**EXERCISE GOAL:**
Where does the word "Result" show up in the data? Please find each such line and copy it.

**DATA TO PROCESS:**
use serde::{Deserialize, Serialize};
use tracing::debug;

use crate::error::{InferError, Result};
use crate::model::ModelGateway;

/// Cue appended by the plain-text renderer so the model continues as the
/// assistant.
const ASSISTANT_CUE: &str = "Assistant: ";

#[derive(Debug, Clone, Copy, PartialEq, Eq, Serialize, Deserialize)]
#[serde(rename_all = "lowercase")]
pub enum Role {
    System,
    User,
    Assistant,
}

impl Role {
    /// Capitalized label used by the plain-text renderer.
    pub fn label(&self) -> &'static str {
        match self {
            Role::System => "System",
            Role::User => "User",
            Role::Assistant => "Assistant",
        }
    }
}

#[derive(Debug, Clone, PartialEq, Eq, Serialize, Deserialize)]
pub struct ChatMessage {
    pub role: Role,
    pub content: String,
}

impl ChatMessage {
    pub fn new(role: Role, content: impl Into<String>) -> Self {
        Self {
            role,
            content: content.into(),
        }
    }

    pub fn system(content: impl Into<String>) -> Self {
        Self::new(Role::System, content)
    }

    pub fn user(content: impl Into<String>) -> Self {
        Self::new(Role::User, content)
    }

    #[cfg(test)]
    pub fn assistant(content: impl Into<String>) -> Self {
        Self::new(Role::Assistant, content)
    }
}

/// Prompt and history after the resolution rule has been applied.
#[derive(Debug, Clone, PartialEq, Eq)]
pub struct ResolvedPrompt {
    pub prompt: String,
    pub history: Vec<ChatMessage>,
}

/// Resolve the effective prompt for a turn.
///
/// An absent or empty prompt is taken from the last history entry, which is
/// then dropped from the history.  If nothing non-empty is left the request
/// is rejected with [`InferError::MissingPrompt`].
pub fn resolve(prompt: Option<&str>, mut history: Vec<ChatMessage>) -> Result<ResolvedPrompt> {
    let mut prompt = prompt.unwrap_or_default().to_string();

    if prompt.is_empty() {
        if let Some(last) = history.pop() {
            prompt = last.content;
        }
    }

    if prompt.is_empty() {
        return Err(InferError::MissingPrompt);
    }

    Ok(ResolvedPrompt { prompt, history })
}

/// Build the ordered message list: system intro, history, project files
/// (only when present), then the user's prompt.
pub fn build_messages(
    system_prompt: &str,
    resolved: &ResolvedPrompt,
    file_context: &[String],
) -> Vec<ChatMessage> {
    let mut messages = Vec::with_capacity(resolved.history.len() + 3);
    messages.push(ChatMessage::system(system_prompt));
    messages.extend(resolved.history.iter().cloned());

    if !file_context.is_empty() {
        messages.push(ChatMessage::system(format!(
            "Project files:\n{}",
            file_context.join("\n")
        )));
    }

    messages.push(ChatMessage::user(resolved.prompt.clone()));
    messages
}

/// Plain-text fallback: one `"<Role>: <content>\n"` line per message plus a
/// trailing assistant cue.
pub fn render_plain(messages: &[ChatMessage]) -> String {
    let mut out = String::new();
    for msg in messages {
        out.push_str(msg.role.label());
        out.push_str(": ");
        out.push_str(&msg.content);
        out.push('\n');
    }
    out.push_str(ASSISTANT_CUE);
    out
}

/// Assemble the model-ready prompt, delegating serialization to the
/// gateway's chat template when it has one.
pub fn build(
    gateway: &dyn ModelGateway,
    system_prompt: &str,
    resolved: &ResolvedPrompt,
    file_context: &[String],
) -> String {
    debug!(
        prompt_len = resolved.prompt.len(),
        history = resolved.history.len(),
        files = file_context.len(),
        "building prompt"
    );

    let messages = build_messages(system_prompt, resolved, file_context);
    match gateway.apply_chat_template(&messages) {
        Some(rendered) => rendered,
        None => render_plain(&messages),
    }
}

**TASK SOLUTION:**
use crate::error::{InferError, Result};
pub fn resolve(prompt: Option<&str>, mut history: Vec<ChatMessage>) -> Result<ResolvedPrompt> {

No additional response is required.